場所は国立水俣病情報センター。会場が不便な場所にあるので心配していたのですが、晴天にも恵まれ、関係者・マスコミ含め、60人近くの人が集まってくれました。ところが、とても難しいワークショップでした。行政の事業でもあるため、冒頭から行政の人のあいさつがあったり、何社もマスコミの人が来ていたり。会場も天井が高いし、薄暗く、きれいだけど親近感がわきにくい場所。自分たちも東京から呼ばれた先生として紹介されたりして、とてもやりにくい始まり方でした。

いろいろな要因で大変だったものの、参加者の人も喜んでくれたみたいで、最後のふりかえりの感想も悪くはありませんでした。事実、当日は距離が離れていた人たちのいろいろな形の再会があり、涙を流した人もいたほどでした。

でもね、今回一番悪かったのは、見ている人が多かったこと。見ている人といっても参加するつもりで見ている場合ならいいのですが、背広を着た人たちが何人も遠巻きに見ていて、彼らはなんのためにいるのだろうなと思ってしまいました。一番初めのワークショップでは、参加者が緊張を解き、お互いがお互いのことを受容し、言いたいことを表現できる関係・場作りが求められます。特にここは水俣。過去に差別発言などで、地域の人間関係がずたずたに引き裂かれた場所です。事実、ここにいると、現在もその影響が色濃く残っていることを肌で感じます。だからこそのワークショップだと思っています。その場所で、ワークショップを見ながらメモをとっていたり、マスコミが無神経にいいカットを追って行ったりする中で、社会的にハンディを持った人たちが素直に自分を表現するのは難しいのではないでしょうか。

昔、自分の恩師である如月小春さんが中学生のワークショップのときに、会場に親を入れさせなかったことを思い出しました。なぜなら、親のいる前では子供の表現が萎縮してしまったり、いい子になってしまうことが多々あるからです。

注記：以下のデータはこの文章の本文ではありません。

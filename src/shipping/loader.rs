use std::sync::Arc;

use anyhow::Result;

use crate::domain::shipment::Shipment;
use crate::storage::ShippingMethodStorage;

use super::method::{sort_methods, ShippingMethod};

// ============================================================================
// Store-Scoped Shipping Method Loading
// ============================================================================

/// Hook allowing external code to prune or extend the candidate method
/// list before applicability is evaluated. Implementations are registered
/// on the loader at startup.
pub trait ShippingMethodFilter: Send + Sync {
    fn filter(&self, methods: Vec<ShippingMethod>, shipment: &Shipment) -> Vec<ShippingMethod>;
}

/// Loads the shipping methods applicable to a shipment, restricted to the
/// store recorded on the shipment by the packer.
pub struct StoreMethodLoader {
    methods: Arc<dyn ShippingMethodStorage>,
    filters: Vec<Arc<dyn ShippingMethodFilter>>,
}

impl StoreMethodLoader {
    pub fn new(methods: Arc<dyn ShippingMethodStorage>) -> Self {
        Self {
            methods,
            filters: Vec::new(),
        }
    }

    pub fn with_filter(mut self, filter: Arc<dyn ShippingMethodFilter>) -> Self {
        self.filters.push(filter);
        self
    }

    /// Active methods registered for the shipment's store, filtered,
    /// applicability-checked and canonically ordered. Empty when the
    /// shipment carries no store tag or the store has no methods.
    pub async fn load_for_shipment(&self, shipment: &Shipment) -> Result<Vec<ShippingMethod>> {
        let Some(store_id) = shipment.store_id() else {
            tracing::warn!(
                shipment_id = %shipment.id,
                "Shipment carries no store tag, no shipping methods available"
            );
            return Ok(Vec::new());
        };

        let mut methods = self.methods.load_active_for_store(store_id).await?;
        if methods.is_empty() {
            return Ok(Vec::new());
        }

        for filter in &self.filters {
            methods = filter.filter(methods, shipment);
        }

        methods.retain(|method| method.applies(shipment));
        sort_methods(&mut methods);

        tracing::debug!(
            shipment_id = %shipment.id,
            store_id = %store_id,
            method_count = methods.len(),
            "Loaded shipping methods for shipment"
        );

        Ok(methods)
    }
}

// ============================================================================
// Unit Tests
// ============================================================================
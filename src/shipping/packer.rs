use std::collections::HashMap;
use std::sync::Arc;

use anyhow::{anyhow, Result};
use indexmap::IndexMap;
use uuid::Uuid;

use crate::domain::order::Order;
use crate::domain::shipment::{ProposedShipment, ShipmentItem, SHIPMENT_STORE_ID_KEY};
use crate::metrics::Metrics;
use crate::storage::{OrderItemStorage, ProductStorage, StoreStorage};

// ============================================================================
// Store Packer - One Proposed Shipment Per Store
// ============================================================================

/// Packs an order's shippable items into one proposed shipment per store.
///
/// Non-physical products (no weight attribute) and dangling product
/// references are skipped. The store fallback here is deliberately the
/// simple rule (first listed store, default store when the product lists
/// none), not the current-store disambiguation used when splitting.
pub struct StorePacker {
    order_items: Arc<dyn OrderItemStorage>,
    products: Arc<dyn ProductStorage>,
    stores: Arc<dyn StoreStorage>,
    metrics: Option<Arc<Metrics>>,
}

impl StorePacker {
    pub fn new(
        order_items: Arc<dyn OrderItemStorage>,
        products: Arc<dyn ProductStorage>,
        stores: Arc<dyn StoreStorage>,
    ) -> Self {
        Self {
            order_items,
            products,
            stores,
            metrics: None,
        }
    }

    pub fn with_metrics(mut self, metrics: Arc<Metrics>) -> Self {
        self.metrics = Some(metrics);
        self
    }

    pub async fn pack(
        &self,
        order: &Order,
        shipping_profile_id: Uuid,
    ) -> Result<Vec<ProposedShipment>> {
        let items = self.order_items.load_many(&order.item_ids).await?;

        let mut grouped: IndexMap<Uuid, Vec<ShipmentItem>> = IndexMap::new();
        let mut store_labels: HashMap<Uuid, String> = HashMap::new();

        for item in items {
            let Some(product) = self.products.load(item.purchased_entity_id).await? else {
                continue;
            };
            // Non-physical goods carry no weight attribute and are not packed.
            let Some(unit_weight) = product.weight.clone() else {
                continue;
            };

            let store = match product.store_ids.first() {
                Some(store_id) => self.stores.load(*store_id).await?.ok_or_else(|| {
                    anyhow!(
                        "store {} referenced by product {} does not exist",
                        store_id,
                        product.id
                    )
                })?,
                None => self
                    .stores
                    .load_default()
                    .await?
                    .ok_or_else(|| anyhow!("no default store configured"))?,
            };

            store_labels.insert(store.id, store.name.clone());
            grouped.entry(store.id).or_default().push(ShipmentItem {
                order_item_id: item.id,
                title: item.title.clone(),
                quantity: item.quantity,
                weight: unit_weight.multiply(item.quantity),
                declared_value: item.unit_price.multiply(item.quantity),
            });
        }

        let mut proposed = Vec::with_capacity(grouped.len());
        for (store_id, shipment_items) in grouped {
            let store_name = &store_labels[&store_id];
            let mut custom_fields = HashMap::new();
            custom_fields.insert(SHIPMENT_STORE_ID_KEY.to_string(), store_id.to_string());

            if let Some(metrics) = &self.metrics {
                metrics.record_packed(store_name, shipment_items.len());
            }
            tracing::debug!(
                order_id = %order.id,
                store_id = %store_id,
                item_count = shipment_items.len(),
                "Proposing shipment for store"
            );

            proposed.push(ProposedShipment {
                order_id: order.id,
                title: format!("Shipment from {}", store_name),
                items: shipment_items,
                shipping_profile_id,
                custom_fields,
            });
        }

        Ok(proposed)
    }
}

// ============================================================================
// Unit Tests
// ============================================================================
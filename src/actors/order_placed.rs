use actix::prelude::*;
use anyhow::bail;
use std::sync::Arc;
use std::time::Instant;
use uuid::Uuid;

use crate::metrics::Metrics;
use crate::splitting::{MarketplaceOrderService, SplitContext, SplitError};
use crate::storage::OrderStorage;

// ============================================================================
// Actor Messages
// ============================================================================

/// The workflow-transition event: an order moved to "placed".
///
/// The acting store and user travel with the event instead of being read
/// from ambient request state.
#[derive(Message)]
#[rtype(result = "anyhow::Result<Vec<Uuid>>")]
pub struct OrderPlaced {
    pub order_id: Uuid,
    pub current_store_id: Uuid,
    pub current_user_id: Uuid,
}

// ============================================================================
// Order Placed Subscriber - Triggers the marketplace split
// ============================================================================

/// Subscribes to order placement and splits marketplace orders into
/// per-store sub-orders. Orders of any other type are ignored.
pub struct OrderPlacedSubscriber {
    orders: Arc<dyn OrderStorage>,
    service: Arc<MarketplaceOrderService>,
    marketplace_order_type: String,
    metrics: Arc<Metrics>,
}

impl OrderPlacedSubscriber {
    pub fn new(
        orders: Arc<dyn OrderStorage>,
        service: Arc<MarketplaceOrderService>,
        marketplace_order_type: impl Into<String>,
        metrics: Arc<Metrics>,
    ) -> Self {
        Self {
            orders,
            service,
            marketplace_order_type: marketplace_order_type.into(),
            metrics,
        }
    }
}

impl Actor for OrderPlacedSubscriber {
    type Context = Context<Self>;

    fn started(&mut self, _ctx: &mut Self::Context) {
        tracing::info!("OrderPlacedSubscriber started");
    }
}

// ============================================================================
// Message Handlers
// ============================================================================

impl Handler<OrderPlaced> for OrderPlacedSubscriber {
    type Result = ResponseFuture<anyhow::Result<Vec<Uuid>>>;

    fn handle(&mut self, msg: OrderPlaced, _: &mut Self::Context) -> Self::Result {
        let orders = self.orders.clone();
        let service = self.service.clone();
        let marketplace_order_type = self.marketplace_order_type.clone();
        let metrics = self.metrics.clone();

        Box::pin(async move {
            let Some(order) = orders.load(msg.order_id).await? else {
                bail!("order {} does not exist", msg.order_id);
            };

            if order.order_type != marketplace_order_type {
                tracing::debug!(
                    order_id = %order.id,
                    order_type = %order.order_type,
                    "Not a marketplace order, skipping split"
                );
                return Ok(Vec::new());
            }

            tracing::info!(order_id = %order.id, "Marketplace order placed, splitting");

            let started = Instant::now();
            let ctx = SplitContext {
                current_store_id: msg.current_store_id,
                current_user_id: msg.current_user_id,
            };

            match service.create_sub_orders(&order, &ctx).await {
                Ok(sub_orders) => {
                    let store_names: Vec<&str> = sub_orders.keys().map(|s| s.as_str()).collect();
                    metrics.record_split(&store_names, started.elapsed().as_secs_f64());
                    Ok(sub_orders.values().map(|o| o.id).collect())
                }
                Err(e) => {
                    let reason = if e.downcast_ref::<SplitError>().is_some() {
                        "configuration"
                    } else {
                        "other"
                    };
                    metrics.record_split_failure(reason);
                    Err(e)
                }
            }
        })
    }
}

最後に、マスコミの人から「これはどういうふうな舞台になるのですか?」と聞かれました。だから、逆に聞きたい。「あなたはどういうふうに見えたのですか?」「あなたはなにを伝えるつもりなのですか?」

とにもかくにも、初めて経験するであろうハードなワークショップが始まりました。
こういうこともアウェイの水俣で、自分たちが抱えていかなければいけない問題です。